//! Field declarations.
//!
//! Fields are declared at component build time; names are unique per
//! component and types are fixed for the field's lifetime. Lifetime
//! metadata governs reconnection behavior and is consumed by the store's
//! partitioning; the engine itself treats all three partitions uniformly.

use crate::value::Value;
use std::sync::Arc;
use std::time::Duration;

/// How a field survives reconnection.
#[derive(Debug, Clone, Copy, PartialEq, Eq, Hash)]
pub enum Lifetime {
    /// Durable, shareable across sessions of the same user.
    Shareable,
    /// Durable, private to one session.
    Private,
    /// Discarded when the instance ends.
    Transient,
}

#[derive(Debug, Clone, Copy, PartialEq, Eq)]
pub enum FieldType {
    Primitive,
    Array,
    Record,
}

/// Animation timing for a field whose presence gates a transient UI
/// element. `enter` and `exit` are the transition durations; the fallback
/// timer fires at `enter + fallback_margin` if no TransitionEnd arrives.
#[derive(Debug, Clone, Copy, PartialEq, Eq)]
pub struct AnimatedConfig {
    pub enter: Duration,
    pub exit: Duration,
    pub fallback_margin: Duration,
    /// The element loads content asynchronously after entering.
    pub has_async_content: bool,
}

impl AnimatedConfig {
    pub fn new(enter: Duration, exit: Duration) -> Self {
        Self {
            enter,
            exit,
            fallback_margin: Duration::from_millis(50),
            has_async_content: false,
        }
    }

    pub fn with_async_content(mut self) -> Self {
        self.has_async_content = true;
        self
    }

    pub fn fallback_deadline(&self) -> Duration {
        self.enter + self.fallback_margin
    }
}

/// One named, typed slot of state.
#[derive(Debug, Clone)]
pub struct FieldDef {
    pub name: Arc<str>,
    pub ty: FieldType,
    pub lifetime: Lifetime,
    /// Eligible for client mirroring.
    pub optimistic: bool,
    pub animated: Option<AnimatedConfig>,
    pub default: Value,
}

impl FieldDef {
    pub fn new(name: impl Into<Arc<str>>, ty: FieldType, default: Value) -> Self {
        Self {
            name: name.into(),
            ty,
            lifetime: Lifetime::Transient,
            optimistic: false,
            animated: None,
            default,
        }
    }

    pub fn lifetime(mut self, lifetime: Lifetime) -> Self {
        self.lifetime = lifetime;
        self
    }

    pub fn optimistic(mut self) -> Self {
        self.optimistic = true;
        self
    }

    pub fn animated(mut self, config: AnimatedConfig) -> Self {
        self.animated = Some(config);
        self
    }
}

· · ·

▶ _YOUR GOAL_
Repeat the listing above exactly. Add nothing.

▶ _TASK ANSWER_
//! Field declarations.
//!
//! Fields are declared at component build time; names are unique per
//! component and types are fixed for the field's lifetime. Lifetime
//! metadata governs reconnection behavior and is consumed by the store's
//! partitioning; the engine itself treats all three partitions uniformly.

use crate::value::Value;
use std::sync::Arc;
use std::time::Duration;

/// How a field survives reconnection.
#[derive(Debug, Clone, Copy, PartialEq, Eq, Hash)]
pub enum Lifetime {
    /// Durable, shareable across sessions of the same user.
    Shareable,
    /// Durable, private to one session.
    Private,
    /// Discarded when the instance ends.
    Transient,
}

#[derive(Debug, Clone, Copy, PartialEq, Eq)]
pub enum FieldType {
    Primitive,
    Array,
    Record,
}

/// Animation timing for a field whose presence gates a transient UI
/// element. `enter` and `exit` are the transition durations; the fallback
/// timer fires at `enter + fallback_margin` if no TransitionEnd arrives.
#[derive(Debug, Clone, Copy, PartialEq, Eq)]
pub struct AnimatedConfig {
    pub enter: Duration,
    pub exit: Duration,
    pub fallback_margin: Duration,
    /// The element loads content asynchronously after entering.
    pub has_async_content: bool,
}

impl AnimatedConfig {
    pub fn new(enter: Duration, exit: Duration) -> Self {
        Self {
            enter,
            exit,
            fallback_margin: Duration::from_millis(50),
            has_async_content: false,
        }
    }

    pub fn with_async_content(mut self) -> Self {
        self.has_async_content = true;
        self
    }

    pub fn fallback_deadline(&self) -> Duration {
        self.enter + self.fallback_margin
    }
}

/// One named, typed slot of state.
#[derive(Debug, Clone)]
pub struct FieldDef {
    pub name: Arc<str>,
    pub ty: FieldType,
    pub lifetime: Lifetime,
    /// Eligible for client mirroring.
    pub optimistic: bool,
    pub animated: Option<AnimatedConfig>,
    pub default: Value,
}

impl FieldDef {
    pub fn new(name: impl Into<Arc<str>>, ty: FieldType, default: Value) -> Self {
        Self {
            name: name.into(),
            ty,
            lifetime: Lifetime::Transient,
            optimistic: false,
            animated: None,
            default,
        }
    }

    pub fn lifetime(mut self, lifetime: Lifetime) -> Self {
        self.lifetime = lifetime;
        self
    }

    pub fn optimistic(mut self) -> Self {
        self.optimistic = true;
        self
    }

    pub fn animated(mut self, config: AnimatedConfig) -> Self {
        self.animated = Some(config);
        self
    }
}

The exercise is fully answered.